Exercise aim
Give an exact copy of the lines from the beginning of the listing below to the "use crate::pipeline::context::run_context::RunContext;" line, inclusive.

Materials provided
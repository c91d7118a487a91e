use crate::common::capture::ScreenCapture;
use crate::config::Configuration;
use crate::error::AppError;
use crate::network::gateway::ModelGateway;
use crate::network::http_gateway::HttpGateway;
use crate::network::service::TimedGateway;
use crate::pipeline::context::metrics::RunMetrics;
use crate::pipeline::context::run_context::RunContext;
use crate::pipeline::context::state::{Captured, ProcessingState};
use crate::pipeline::domain::analysis::{AnalysisResult, PipelineStage};
use crate::pipeline::domain::detection::{BoundingBox, Detection};
use crate::pipeline::domain::settings::{DetectionMode, PipelineSettings};
use crate::pipeline::orchestration::stage_outcome::StageOutcome;
use crate::pipeline::orchestration::step::{
    ActivityDescriber, ComponentAnalyzer, ComponentDetector, DesignAnalyzer, PromptSynthesizer,
};
use crate::pipeline::services::image::{ImageProcessor, RasterImageProcessor};
use futures::stream::{self, StreamExt};
use std::sync::Arc;
use std::time::Instant;
use tokio_util::sync::CancellationToken;
use tracing::{debug, error, info, instrument, warn};

#[derive(Debug, Clone, Copy)]
struct RunOptions {
    detection_cap: usize,
    crop_components: bool,
    parallel_component_analysis: bool,
    max_concurrent_components: usize,
    max_image_dimension: Option<u32>,
}

/// Screenshot in, build prompt out.
///
/// Stages run in a fixed order: detection, design and activity (together),
/// per-component analysis, synthesis. A run never returns an error; failures
/// are reported through `AnalysisResult::status`.
pub struct PromptPipeline {
    detector: ComponentDetector,
    component_analyzer: ComponentAnalyzer,
    design_analyzer: DesignAnalyzer,
    activity_describer: ActivityDescriber,
    synthesizer: PromptSynthesizer,
    image_processor: Arc<dyn ImageProcessor>,
    settings: PipelineSettings,
    options: RunOptions,
}

impl PromptPipeline {
    pub fn builder(configuration: Configuration) -> PromptPipelineBuilder {
        PromptPipelineBuilder::new(configuration)
    }

    pub fn settings(&self) -> PipelineSettings {
        self.settings
    }

    pub fn detection_cap(&self) -> usize {
        self.options.detection_cap
    }

    pub fn set_detection_mode(&mut self, mode: DetectionMode) {
        self.settings.set_detection_mode(mode);
    }

    /// Accepts `concise` or `extensive`; anything else leaves the current
    /// verbosity in place.
    pub fn set_prompt_verbosity(&mut self, level: &str) -> Result<(), AppError> {
        self.settings.set_prompt_verbosity(level)
    }

    /// A `detection_cap` of 0 is treated as 1.
    pub async fn run_pipeline(&self, image: &ScreenCapture, detection_cap: usize) -> AnalysisResult {
        self.run_pipeline_with_cancellation(image, detection_cap, &CancellationToken::new())
            .await
    }

    /// Stops at the next await point once `cancel_token` fires and returns a
    /// `Cancelled` result.
    pub async fn run_pipeline_with_cancellation(
        &self,
        image: &ScreenCapture,
        detection_cap: usize,
        cancel_token: &CancellationToken,
    ) -> AnalysisResult {
        let ctx = RunContext::new(image.clone(), self.settings);
        let run_id = ctx.run_id();
        if detection_cap == 0 {
            warn!(%run_id, "Detection cap of 0 raised to 1");
        }
        let detection_cap = detection_cap.max(1);

        tokio::select! {
            biased;
            _ = cancel_token.cancelled() => {
                warn!(%run_id, "Pipeline run cancelled");
                AnalysisResult::cancelled(RunMetrics::new(run_id))
            }
            result = self.execute(ctx, detection_cap) => result,
        }
    }

    #[instrument(skip_all, fields(run_id = %ctx.run_id(), cap = detection_cap))]
    async fn execute(&self, ctx: RunContext<Captured>, detection_cap: usize) -> AnalysisResult {
        info!("Starting pipeline run");
        let mut ctx = match self.options.max_image_dimension {
            Some(max_dimension) => self.downscale(ctx, max_dimension).await,
            None => ctx,
        };

        // Detection
        let started = Instant::now();
        let (detections, model_calls, degraded) = match ctx.settings().detection_mode {
            DetectionMode::Llm => {
                let outcome = self.detector.detect_outcome(ctx.capture(), detection_cap).await;
                let degraded = outcome.is_degraded();
                (outcome.unwrap_or_default(), 1, degraded)
            }
            DetectionMode::WholeImage => (vec![whole_image_detection(ctx.capture())], 0, false),
        };
        ctx.metrics_mut().record_stage(
            PipelineStage::Detection.as_str(),
            started.elapsed(),
            model_calls,
            degraded,
        );

        let mut ctx = ctx.into_detected(detections);
        if ctx.detections().is_empty() {
            info!("No components detected, skipping analysis");
            return AnalysisResult::no_detections(ctx.into_metrics());
        }

        // Design and activity
        let started = Instant::now();
        let (design, activity) = tokio::join!(
            self.design_analyzer.analyze(ctx.capture()),
            self.activity_describer.describe(ctx.capture())
        );
        let elapsed = started.elapsed();
        ctx.metrics_mut().record_stage(
            PipelineStage::DesignAnalysis.as_str(),
            elapsed,
            1,
            design.is_degraded(),
        );
        ctx.metrics_mut().record_stage(
            PipelineStage::ActivityDescription.as_str(),
            elapsed,
            1,
            activity.is_degraded(),
        );
        let design_summary = match design.into_result() {
            Ok(summary) => summary,
            Err(e) => return fail(PipelineStage::DesignAnalysis, e, &ctx),
        };
        let activity_summary = match activity.into_result() {
            Ok(summary) => summary,
            Err(e) => return fail(PipelineStage::ActivityDescription, e, &ctx),
        };
        info!("Design and activity analysis done in {:?}", elapsed);

        let mut ctx = ctx.into_described(design_summary, activity_summary);

        // Components. Boxes are in source pixels, crops come from the working image.
        let started = Instant::now();
        let (scale_x, scale_y) = ctx.source_scale();
        let to_working = (1.0 / scale_x, 1.0 / scale_y);
        let outcomes: Vec<StageOutcome<String>> = if self.options.parallel_component_analysis {
            stream::iter(ctx.detections().iter().enumerate())
                .map(|(index, detection)| {
                    self.analyze_component(ctx.capture(), index, detection, to_working)
                })
                .buffered(self.options.max_concurrent_components.max(1))
                .collect()
                .await
        } else {
            let mut outcomes = Vec::with_capacity(ctx.detections().len());
            for (index, detection) in ctx.detections().iter().enumerate() {
                outcomes.push(
                    self.analyze_component(ctx.capture(), index, detection, to_working)
                        .await,
                );
            }
            outcomes
        };

        let model_calls = outcomes.len();
        let mut degraded = false;
        let mut component_summaries = Vec::with_capacity(outcomes.len());
        for outcome in outcomes {
            degraded |= outcome.is_degraded();
            match outcome.into_result() {
                Ok(summary) => component_summaries.push(summary),
                Err(e) => return fail(PipelineStage::ComponentAnalysis, e, &ctx),
            }
        }
        let elapsed = started.elapsed();
        ctx.metrics_mut().record_stage(
            PipelineStage::ComponentAnalysis.as_str(),
            elapsed,
            model_calls,
            degraded,
        );
        info!("Analyzed {} components in {:?}", model_calls, elapsed);

        let mut ctx = ctx.into_analyzed(component_summaries);

        // Synthesis
        let started = Instant::now();
        let outcome = self
            .synthesizer
            .synthesize(
                ctx.design_summary(),
                ctx.component_summaries(),
                ctx.activity_summary(),
                ctx.settings().verbosity,
            )
            .await;
        ctx.metrics_mut().record_stage(
            PipelineStage::Synthesis.as_str(),
            started.elapsed(),
            1,
            outcome.is_degraded(),
        );

        match outcome.into_result() {
            Ok(final_prompt) => {
                let result = ctx.into_result(final_prompt);
                info!(
                    "Pipeline run completed in {}ms with {} model calls",
                    result.metrics.total_duration_ms(),
                    result.metrics.total_model_calls()
                );
                result
            }
            Err(e) => fail(PipelineStage::Synthesis, e, &ctx),
        }
    }

    async fn downscale(&self, ctx: RunContext<Captured>, max_dimension: u32) -> RunContext<Captured> {
        let processor = self.image_processor.clone();
        let source = ctx.capture().clone();
        let scaled = tokio::task::spawn_blocking(move || processor.downscale(&source, max_dimension)).await;

        match scaled {
            Ok(Ok(scaled)) => {
                debug!("Source image is {:?} after downscale", scaled.dimensions());
                ctx.with_capture(scaled)
            }
            Ok(Err(e)) => {
                warn!("Downscale failed, keeping the original image: {}", e);
                ctx
            }
            Err(e) => {
                warn!("Downscale task failed, keeping the original image: {}", e);
                ctx
            }
        }
    }

    async fn analyze_component(
        &self,
        image: &ScreenCapture,
        index: usize,
        detection: &Detection,
        (scale_x, scale_y): (f32, f32),
    ) -> StageOutcome<String> {
        let cropped = if self.options.crop_components {
            self.crop(image, detection.bounding_box().scaled(scale_x, scale_y))
                .await
        } else {
            None
        };

        self.component_analyzer
            .analyze(cropped.as_ref().unwrap_or(image), index, detection.label())
            .await
    }

    // None means analyze the full image instead
    async fn crop(&self, image: &ScreenCapture, region: BoundingBox) -> Option<ScreenCapture> {
        if region.is_empty() {
            debug!("Zero-area box, analyzing the full image");
            return None;
        }

        let processor = self.image_processor.clone();
        let source = image.clone();
        match tokio::task::spawn_blocking(move || processor.crop(&source, region)).await {
            Ok(Ok(cropped)) => Some(cropped),
            Ok(Err(e)) => {
                warn!("Crop failed, analyzing the full image: {}", e);
                None
            }
            Err(e) => {
                warn!("Crop task failed, analyzing the full image: {}", e);
                None
            }
        }
    }
}

fn fail<S: ProcessingState>(stage: PipelineStage, err: AppError, ctx: &RunContext<S>) -> AnalysisResult {
    error!("Pipeline failed during {}: {}", stage.as_str(), err);
    AnalysisResult::failed(stage, err.to_string(), ctx.snapshot_metrics())
}

fn whole_image_detection(image: &ScreenCapture) -> Detection {
    let (width, height) = image.dimensions();
    Detection::new(
        "screen",
        BoundingBox::new(0.0, 0.0, width as f32, height as f32),
        1.0,
        "full screen",
    )
}

pub struct PromptPipelineBuilder {
    configuration: Configuration,
    gateway: Option<Arc<dyn ModelGateway>>,
    image_processor: Option<Arc<dyn ImageProcessor>>,
}

impl PromptPipelineBuilder {
    pub fn new(configuration: Configuration) -> Self {
        Self {
            configuration,
            gateway: None,
            image_processor: None,
        }
    }

    // Overrides the configured detection cap.
    pub fn detection_cap(mut self, detection_cap: usize) -> Self {
        self.configuration.detection_cap = detection_cap;
        self
    }

    pub fn min_confidence(mut self, min_confidence: f32) -> Self {
        self.configuration.min_confidence = min_confidence;
        self
    }

    pub fn crop_components(mut self, crop_components: bool) -> Self {
        self.configuration.crop_components = crop_components;
        self
    }

    pub fn parallel_component_analysis(mut self, parallel: bool) -> Self {
        self.configuration.parallel_component_analysis = parallel;
        self
    }

    pub fn max_concurrent_components(mut self, limit: usize) -> Self {
        self.configuration.max_concurrent_components = limit;
        self
    }

    pub fn max_image_dimension(mut self, max_image_dimension: u32) -> Self {
        self.configuration.max_image_dimension = Some(max_image_dimension);
        self
    }

    pub fn settings(mut self, settings: PipelineSettings) -> Self {
        self.configuration.detection_mode = settings.detection_mode;
        self.configuration.verbosity = settings.verbosity;
        self
    }

    // Replaces the HTTP gateway, e.g. with an in-memory one.
    pub fn gateway(mut self, gateway: Arc<dyn ModelGateway>) -> Self {
        self.gateway = Some(gateway);
        self
    }

    pub fn image_processor(mut self, image_processor: Arc<dyn ImageProcessor>) -> Self {
        self.image_processor = Some(image_processor);
        self
    }

    pub fn build(self) -> Result<PromptPipeline, AppError> {
        let configuration = self.configuration;
        configuration.validate().map_err(AppError::InvalidArgument)?;

        let inner = match self.gateway {
            Some(gateway) => gateway,
            None => Arc::new(HttpGateway::new(
                configuration.provider,
                configuration.model.clone(),
                Arc::new(configuration.credential_store()),
            )),
        };
        let gateway: Arc<dyn ModelGateway> =
            Arc::new(TimedGateway::new(inner, configuration.request_timeout()));
        let stages = &configuration.stages;

        Ok(PromptPipeline {
            detector: ComponentDetector::new(gateway.clone(), stages.detection)
                .with_min_confidence(configuration.min_confidence),
            component_analyzer: ComponentAnalyzer::new(gateway.clone(), stages.component),
            design_analyzer: DesignAnalyzer::new(gateway.clone(), stages.design),
            activity_describer: ActivityDescriber::new(gateway.clone(), stages.activity),
            synthesizer: PromptSynthesizer::new(gateway, stages.synthesis),
            image_processor: self
                .image_processor
                .unwrap_or_else(|| Arc::new(RasterImageProcessor)),
            settings: configuration.settings(),
            options: RunOptions {
                detection_cap: configuration.detection_cap,
                crop_components: configuration.crop_components,
                parallel_component_analysis: configuration.parallel_component_analysis,
                max_concurrent_components: configuration.max_concurrent_components,
                max_image_dimension: configuration.max_image_dimension,
            },
        })
    }
}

Worked solution
repository c91d7118a487a91e
use crate::common::capture::ScreenCapture;
use crate::config::Configuration;
use crate::error::AppError;
use crate::network::gateway::ModelGateway;
use crate::network::http_gateway::HttpGateway;
use crate::network::service::TimedGateway;
use crate::pipeline::context::metrics::RunMetrics;
use crate::pipeline::context::run_context::RunContext;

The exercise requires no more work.